Analysis

Will our politicians learn from the democratic race in the USA?

1 July 2008 at 20:39 | 547 views

By Ibrahim Sourie Mansaray, California, USA.

Just a few days ago, the Unity Meeting between presumptive frontrunner Democratic presidential candidate Barrack Obama and Hillary Clinton took place amidst pomp and pageantry.

It was not only remarkable to watch but serves as a lesson of governance especially to our African politicians that consider politics as a brutal game. It may even be a lesson plan for Robert Mugabe of Zimbabwe and in particular to our own politicians and students of Sierra Leone.

The event reminds me of the fierce days when Clinton would tear the threads of Obama’s life by bringing out his weaknesses, and Obama with his charming smiles reciprocated vice versa. It took months of political wrangling with each candidate presenting their manifestoes to the populace. It was not only interesting, but it sent a message to certain people in Zimbabwe and Sierra Leone who consider politics as a cruel game where friendship is absent.

There were fears that the two candidates would never see eye to eye when the contest ended. Alas, Friday was historic and momentous as the two candidates stood by each other and expressed qualities and potential each candidate possesses. That is the whole concept of politics. It is for this reason that America is considered the “Father of Democracy.”

Furthermore, the whole world saw the importance of unity in politics. It drove many messages to Democratic stalwarts and the entire political scene in the US. It is a message of tolerance that shows how powerful, civilized people operate. Politics is about divergent opinions but also betterment for the people. This is the lesson the people of Sierra Leone, Zimbabwe and other African leaders should imitate.

The Sierra Leone scenario is completely different. As long as you are in the opposition, you should not even wine and dine with the opposing member of another political party. It is arrant nonsense.

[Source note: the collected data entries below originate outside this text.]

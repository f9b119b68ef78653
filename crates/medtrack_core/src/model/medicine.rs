//! Medicine domain model and input validation.
//!
//! # Responsibility
//! - Define the persisted medicine record and its schedule fields.
//! - Turn loosely typed caller input (`MedicineSpec`) into a validated
//!   `MedicineDraft` with tagged time window and weekday values.
//!
//! # Invariants
//! - `id` is stable and never reused for another medicine.
//! - `pills_per_dose >= 1`, and a medicine is scheduled on at least one weekday.
//! - Validation happens once, at the boundary; storage only sees drafts.

use crate::model::schedule::{normalize_weekdays, parse_weekday, weekday_code, TimeWindow};
use chrono::{DateTime, Utc, Weekday};
use serde::{Deserialize, Serialize};
use std::error::Error;
use std::fmt::{Display, Formatter};
use uuid::Uuid;

/// Stable identifier for a medicine.
pub type MedicineId = Uuid;

pub const NAME_MAX_CHARS: usize = 50;
pub const DOSAGE_MAX_CHARS: usize = 20;
pub const NOTES_MAX_CHARS: usize = 100;
pub const PILLS_REMAINING_MAX: i64 = 1000;
pub const PILLS_PER_DOSE_MAX: i64 = 10;
pub const LOW_STOCK_THRESHOLD_MAX: i64 = 100;

/// Persisted medicine record.
#[derive(Debug, Clone, PartialEq, Eq, Serialize, Deserialize)]
pub struct Medicine {
    pub id: MedicineId,
    pub name: String,
    /// Free-text dosage, e.g. `"10mg"`.
    pub dosage: String,
    pub time_window: TimeWindow,
    /// Scheduled weekdays, Monday first, no duplicates.
    pub days: Vec<Weekday>,
    pub with_food: bool,
    pub pills_remaining: u32,
    pub pills_per_dose: u32,
    pub low_stock_threshold: u32,
    pub notes: Option<String>,
    pub active: bool,
    pub created_at: DateTime<Utc>,
    pub updated_at: DateTime<Utc>,
}

impl Medicine {
    /// `pills_remaining <= low_stock_threshold`.
    pub fn is_low_stock(&self) -> bool {
        self.pills_remaining <= self.low_stock_threshold
    }

    pub fn is_scheduled_on(&self, day: Weekday) -> bool {
        self.days.contains(&day)
    }

    /// Whole doses left at the current `pills_per_dose`.
    pub fn doses_remaining(&self) -> u32 {
        self.pills_remaining / self.pills_per_dose.max(1)
    }
}

/// Caller-supplied medicine fields, as received from the API layer.
///
/// Enumerated fields arrive as text and numbers as signed integers so that
/// malformed input surfaces as a field-level validation error.
#[derive(Debug, Clone, PartialEq, Eq, Serialize, Deserialize)]
pub struct MedicineSpec {
    pub name: String,
    pub dosage: String,
    pub time_window: String,
    pub days: Vec<String>,
    #[serde(default)]
    pub with_food: bool,
    pub pills_remaining: i64,
    #[serde(default = "default_pills_per_dose")]
    pub pills_per_dose: i64,
    #[serde(default)]
    pub low_stock_threshold: i64,
    #[serde(default)]
    pub notes: Option<String>,
    #[serde(default = "default_active")]
    pub active: bool,
}

fn default_pills_per_dose() -> i64 {
    1
}

fn default_active() -> bool {
    true
}

/// Partial medicine update. `None` keeps the stored value; `notes: Some("")`
/// clears the notes.
#[derive(Debug, Clone, Default, PartialEq, Eq, Serialize, Deserialize)]
pub struct MedicinePatch {
    #[serde(default)]
    pub name: Option<String>,
    #[serde(default)]
    pub dosage: Option<String>,
    #[serde(default)]
    pub time_window: Option<String>,
    #[serde(default)]
    pub days: Option<Vec<String>>,
    #[serde(default)]
    pub with_food: Option<bool>,
    #[serde(default)]
    pub pills_remaining: Option<i64>,
    #[serde(default)]
    pub pills_per_dose: Option<i64>,
    #[serde(default)]
    pub low_stock_threshold: Option<i64>,
    #[serde(default)]
    pub notes: Option<String>,
    #[serde(default)]
    pub active: Option<bool>,
}

impl MedicinePatch {
    /// Merges the patch onto `current`, producing a full spec that still has
    /// to pass [`MedicineSpec::validate`].
    pub fn merge_onto(&self, current: &Medicine) -> MedicineSpec {
        MedicineSpec {
            name: self.name.clone().unwrap_or_else(|| current.name.clone()),
            dosage: self.dosage.clone().unwrap_or_else(|| current.dosage.clone()),
            time_window: self
                .time_window
                .clone()
                .unwrap_or_else(|| current.time_window.code().to_string()),
            days: self.days.clone().unwrap_or_else(|| {
                current
                    .days
                    .iter()
                    .map(|day| weekday_code(*day).to_string())
                    .collect()
            }),
            with_food: self.with_food.unwrap_or(current.with_food),
            pills_remaining: self
                .pills_remaining
                .unwrap_or_else(|| i64::from(current.pills_remaining)),
            pills_per_dose: self
                .pills_per_dose
                .unwrap_or_else(|| i64::from(current.pills_per_dose)),
            low_stock_threshold: self
                .low_stock_threshold
                .unwrap_or_else(|| i64::from(current.low_stock_threshold)),
            notes: self.notes.clone().or_else(|| current.notes.clone()),
            active: self.active.unwrap_or(current.active),
        }
    }
}

/// Validated medicine fields ready for persistence.
#[derive(Debug, Clone, PartialEq, Eq)]
pub struct MedicineDraft {
    pub name: String,
    pub dosage: String,
    pub time_window: TimeWindow,
    pub days: Vec<Weekday>,
    pub with_food: bool,
    pub pills_remaining: u32,
    pub pills_per_dose: u32,
    pub low_stock_threshold: u32,
    pub notes: Option<String>,
    pub active: bool,
}

/// Field-level validation failure for medicine input.
#[derive(Debug, Clone, PartialEq, Eq)]
pub enum MedicineValidationError {
    /// Required text field is empty after trimming.
    Empty(&'static str),
    TooLong {
        field: &'static str,
        max_chars: usize,
    },
    OutOfRange {
        field: &'static str,
        min: i64,
        max: i64,
        actual: i64,
    },
    UnknownTimeWindow(String),
    UnknownWeekday(String),
    /// No weekday selected.
    NoWeekdays,
}

impl MedicineValidationError {
    /// Name of the offending input field.
    pub fn field(&self) -> &'static str {
        match self {
            Self::Empty(field) => field,
            Self::TooLong { field, .. } => field,
            Self::OutOfRange { field, .. } => field,
            Self::UnknownTimeWindow(_) => "time_window",
            Self::UnknownWeekday(_) | Self::NoWeekdays => "days",
        }
    }
}

impl Display for MedicineValidationError {
    fn fmt(&self, f: &mut Formatter<'_>) -> std::fmt::Result {
        match self {
            Self::Empty(field) => write!(f, "`{field}` must not be empty"),
            Self::TooLong { field, max_chars } => {
                write!(f, "`{field}` must be at most {max_chars} characters")
            }
            Self::OutOfRange {
                field,
                min,
                max,
                actual,
            } => write!(f, "`{field}` must be between {min} and {max}, got {actual}"),
            Self::UnknownTimeWindow(value) => write!(
                f,
                "unknown time window `{value}`; expected morning|afternoon|evening|night"
            ),
            Self::UnknownWeekday(value) => write!(f, "unknown weekday `{value}`"),
            Self::NoWeekdays => write!(f, "at least one weekday must be scheduled"),
        }
    }
}

impl Error for MedicineValidationError {}

impl MedicineSpec {
    /// Validates all fields and produces a typed draft.
    ///
    /// Text fields are trimmed; empty notes collapse to `None`.
    pub fn validate(&self) -> Result<MedicineDraft, MedicineValidationError> {
        let name = required_text("name", &self.name, NAME_MAX_CHARS)?;
        let dosage = required_text("dosage", &self.dosage, DOSAGE_MAX_CHARS)?;

        let time_window = TimeWindow::from_code(&self.time_window)
            .ok_or_else(|| MedicineValidationError::UnknownTimeWindow(self.time_window.clone()))?;

        let mut days = Vec::with_capacity(self.days.len());
        for value in &self.days {
            let day = parse_weekday(value)
                .ok_or_else(|| MedicineValidationError::UnknownWeekday(value.clone()))?;
            days.push(day);
        }
        normalize_weekdays(&mut days);
        if days.is_empty() {
            return Err(MedicineValidationError::NoWeekdays);
        }

        let notes = match self.notes.as_deref().map(str::trim) {
            Some("") | None => None,
            Some(value) => {
                if value.chars().count() > NOTES_MAX_CHARS {
                    return Err(MedicineValidationError::TooLong {
                        field: "notes",
                        max_chars: NOTES_MAX_CHARS,
                    });
                }
                Some(value.to_string())
            }
        };

        Ok(MedicineDraft {
            name,
            dosage,
            time_window,
            days,
            with_food: self.with_food,
            pills_remaining: bounded("pills_remaining", self.pills_remaining, 0, PILLS_REMAINING_MAX)?,
            pills_per_dose: bounded("pills_per_dose", self.pills_per_dose, 1, PILLS_PER_DOSE_MAX)?,
            low_stock_threshold: bounded(
                "low_stock_threshold",
                self.low_stock_threshold,
                0,
                LOW_STOCK_THRESHOLD_MAX,
            )?,
            notes,
            active: self.active,
        })
    }
}

fn required_text(
    field: &'static str,
    value: &str,
    max_chars: usize,
) -> Result<String, MedicineValidationError> {
    let trimmed = value.trim();
    if trimmed.is_empty() {
        return Err(MedicineValidationError::Empty(field));
    }
    if trimmed.chars().count() > max_chars {
        return Err(MedicineValidationError::TooLong { field, max_chars });
    }
    Ok(trimmed.to_string())
}

fn bounded(field: &'static str, value: i64, min: i64, max: i64) -> Result<u32, MedicineValidationError> {
    if value < min || value > max {
        return Err(MedicineValidationError::OutOfRange {
            field,
            min,
            max,
            actual: value,
        });
    }
    // max bounds above are far below u32::MAX
    Ok(value as u32)
}
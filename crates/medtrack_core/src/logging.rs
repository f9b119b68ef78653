//! Process logging bootstrap for the tracker.
//!
//! # Responsibility
//! - Start one size-rotated log file writer per process.
//! - Capture panics as sanitized, metadata-only log events.
//!
//! # Invariants
//! - Core events carry ids, counts and durations only; medicine names, notes
//!   and skip notes are never logged.
//! - Initialization never panics and is idempotent for an identical
//!   (level, directory) pair; any other reconfiguration is rejected.

use crate::config::LoggingConfig;
use flexi_logger::{Cleanup, Criterion, FileSpec, Logger, LoggerHandle, Naming, WriteMode};
use log::{error, info};
use once_cell::sync::OnceCell;
use std::path::{Path, PathBuf};

const LOG_FILE_BASENAME: &str = "medtrack";
const MAX_LOG_FILE_SIZE_BYTES: u64 = 5 * 1024 * 1024;
const MAX_LOG_FILES: usize = 4;
const MAX_PANIC_PAYLOAD_CHARS: usize = 160;

static LOGGING_STATE: OnceCell<LoggingState> = OnceCell::new();
static PANIC_HOOK_INSTALLED: OnceCell<()> = OnceCell::new();

struct LoggingState {
    level: &'static str,
    log_dir: PathBuf,
    _logger: LoggerHandle,
}

impl LoggingState {
    fn ensure_same(&self, level: &str, log_dir: &Path) -> Result<(), String> {
        if self.log_dir != log_dir {
            return Err(format!(
                "logging already initialized at `{}`; refusing to switch to `{}`",
                self.log_dir.display(),
                log_dir.display()
            ));
        }
        if self.level != level {
            return Err(format!(
                "logging already initialized with level `{}`; refusing to switch to `{}`",
                self.level, level
            ));
        }
        Ok(())
    }
}

/// Starts file logging at `level` under the absolute directory `log_dir`.
///
/// # Errors
/// - Unknown level, empty or relative directory, or an unwritable directory.
/// - A previous call used a different level or directory.
pub fn init_logging(level: &str, log_dir: impl AsRef<Path>) -> Result<(), String> {
    let level = normalize_level(level)?;
    let log_dir = normalize_log_dir(log_dir.as_ref())?;

    if let Some(state) = LOGGING_STATE.get() {
        return state.ensure_same(level, &log_dir);
    }

    let state = LOGGING_STATE.get_or_try_init(|| start_logger(level, &log_dir))?;
    state.ensure_same(level, &log_dir)
}

/// Starts logging from the `[logging]` config section.
///
/// Missing values fall back to [`default_log_level`] and [`default_log_dir`].
pub fn init_from_config(config: &LoggingConfig) -> Result<(), String> {
    let level = config.level.as_deref().unwrap_or(default_log_level());
    let log_dir = match &config.dir {
        Some(dir) => dir.clone(),
        None => default_log_dir()?,
    };
    init_logging(level, log_dir)
}

/// Returns `(level, log_dir)` once logging is active.
pub fn logging_status() -> Option<(&'static str, PathBuf)> {
    LOGGING_STATE
        .get()
        .map(|state| (state.level, state.log_dir.clone()))
}

/// `debug` for debug builds, `info` for release builds.
pub fn default_log_level() -> &'static str {
    if cfg!(debug_assertions) {
        "debug"
    } else {
        "info"
    }
}

/// `<data_local_dir>/medtrack/logs`.
pub fn default_log_dir() -> Result<PathBuf, String> {
    dirs::data_local_dir()
        .map(|base| base.join("medtrack").join("logs"))
        .ok_or_else(|| "no local data directory available for logs".to_string())
}

fn start_logger(level: &'static str, log_dir: &Path) -> Result<LoggingState, String> {
    std::fs::create_dir_all(log_dir).map_err(|err| {
        format!(
            "failed to create log directory `{}`: {err}",
            log_dir.display()
        )
    })?;

    let logger = Logger::try_with_str(level)
        .map_err(|err| format!("invalid log level `{level}`: {err}"))?
        .log_to_file(
            FileSpec::default()
                .directory(log_dir)
                .basename(LOG_FILE_BASENAME),
        )
        .rotate(
            Criterion::Size(MAX_LOG_FILE_SIZE_BYTES),
            Naming::Numbers,
            Cleanup::KeepLogFiles(MAX_LOG_FILES),
        )
        .write_mode(WriteMode::BufferAndFlush)
        .append()
        .format_for_files(flexi_logger::detailed_format)
        .start()
        .map_err(|err| format!("failed to start logger: {err}"))?;

    install_panic_hook_once();

    info!(
        "event=process_start module=logging status=ok platform={} version={}",
        std::env::consts::OS,
        env!("CARGO_PKG_VERSION")
    );
    info!(
        "event=logging_init module=logging status=ok level={} log_dir={}",
        level,
        log_dir.display()
    );

    Ok(LoggingState {
        level,
        log_dir: log_dir.to_path_buf(),
        _logger: logger,
    })
}

fn normalize_level(level: &str) -> Result<&'static str, String> {
    match level.trim().to_ascii_lowercase().as_str() {
        "trace" => Ok("trace"),
        "debug" => Ok("debug"),
        "info" => Ok("info"),
        "warn" | "warning" => Ok("warn"),
        "error" => Ok("error"),
        other => Err(format!(
            "unsupported log level `{other}`; expected trace|debug|info|warn|error"
        )),
    }
}

fn normalize_log_dir(log_dir: &Path) -> Result<PathBuf, String> {
    if log_dir.as_os_str().is_empty() {
        return Err("log_dir cannot be empty".to_string());
    }
    if !log_dir.is_absolute() {
        return Err(format!(
            "log_dir must be an absolute path, got `{}`",
            log_dir.display()
        ));
    }
    Ok(log_dir.to_path_buf())
}

fn install_panic_hook_once() {
    if PANIC_HOOK_INSTALLED.set(()).is_err() {
        return;
    }

    let previous_hook = std::panic::take_hook();
    std::panic::set_hook(Box::new(move |panic_info| {
        let location = panic_info
            .location()
            .map(|loc| format!("{}:{}", loc.file(), loc.line()))
            .unwrap_or_else(|| "unknown".to_string());
        let payload = panic_payload_summary(panic_info);
        error!(
            "event=panic_captured module=logging status=error location={} payload={}",
            location, payload
        );
        previous_hook(panic_info);
    }));
}

fn panic_payload_summary(info: &std::panic::PanicHookInfo<'_>) -> String {
    let payload = if let Some(message) = info.payload().downcast_ref::<&str>() {
        (*message).to_string()
    } else if let Some(message) = info.payload().downcast_ref::<String>() {
        message.clone()
    } else {
        "non-string panic payload".to_string()
    };

    sanitize_message(&payload, MAX_PANIC_PAYLOAD_CHARS)
}

/// Collapses line breaks and caps `value` at `max_chars` characters.
fn sanitize_message(value: &str, max_chars: usize) -> String {
    let normalized = value.replace(['\n', '\r'], " ");
    let mut truncated = normalized.chars().take(max_chars).collect::<String>();
    if normalized.chars().count() > max_chars {
        truncated.push_str("...");
    }
    truncated
}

Recently, before the inauguration of the Sierra Leone People’s Party (SLPP) radio station, it was reported in Awareness Times that the Secretary General of the SLPP opposition party JJ Saffa was allaying the fears of members about the invitation of the President to witness the occasion. According to Awareness Times, the invitation may appear as a sign of defeat. Saffa further said, “(the invitation) does not mean we are aligning ourselves with the APC and called on members of the party to have trust in the leadership of the party.” What a nonsensical thought that was. What is wrong with the former ruling party inviting the president to inaugurate a radio station? Is it a crime?

Just recently, some members of the SLPP lambasted other members of the party for accepting the invitation of traveling with the President on oversea trips. What is wrong with that? Utter ignorance. It is not only with the opposition party but also with the ruling party.

When the President traveled with some members of the opposition party, there was a hue and cry within the APC camp, accusing the President of snubbing some members of the APC party who would have traveled with him. What a myopic way of thinking. Has it dawned on party stalwarts that once you are elected president, you are serving the entire country and no longer a political party?

Why do some Sierra Leoneans always think of politics as a battle ground of confrontation? Look at the jovial and friendly relations now existing between the Obama and Hillary camps. That’s the way politics should be played. The individual human being thinks differently and opinions are different, but that should not act as the battle ground for attrition.

It seems the country has been polarized on political lines. When Prince Harding was in the company of the President, even Saffa considered Prince Harding as not a true blooded SLPP stalwart.

This contagious disease has caught the minds of students at the university level. Now certain students do not mingle with their friends simply because of party affiliations. How do we expect unity from our graduates? The Black Man Camp, Status Quo and White Man Camp have torn the students apart, and that is the mentality the graduates take into national politics. The cankerworm of grudge, malice and hatred is planted in students even at the university level. It is a bad lesson students should refrain from.

During our days at the university, a male Status Quo student union president can be a close friend of a female Future Shock fraternity camp and love still continues to flow regardless of the different fraternities. That is what the fraternity ideologies are meant for and not the current malice existing between camps.

Politics in Africa can be crude, and the politicians in Sierra Leone should take notice of the conduct of Obama and Clinton during the US presidential campaign. History books teach that it is always good to be on good terms with people even if you fail to share the same views as life on earth is too short for mankind.

Clinton and Obama are now using the same podium to sell their party’s policies and urge all Democrats as well as Republicans and Independents to rally behind the presumptive candidate so that victory would be achieved in the November elections.

That should be the goal of our politicians; to be on good terms with your adversary and try to win his or her votes by campaigning on policies and not using intimidation and hatred to cajole and appeal for votes.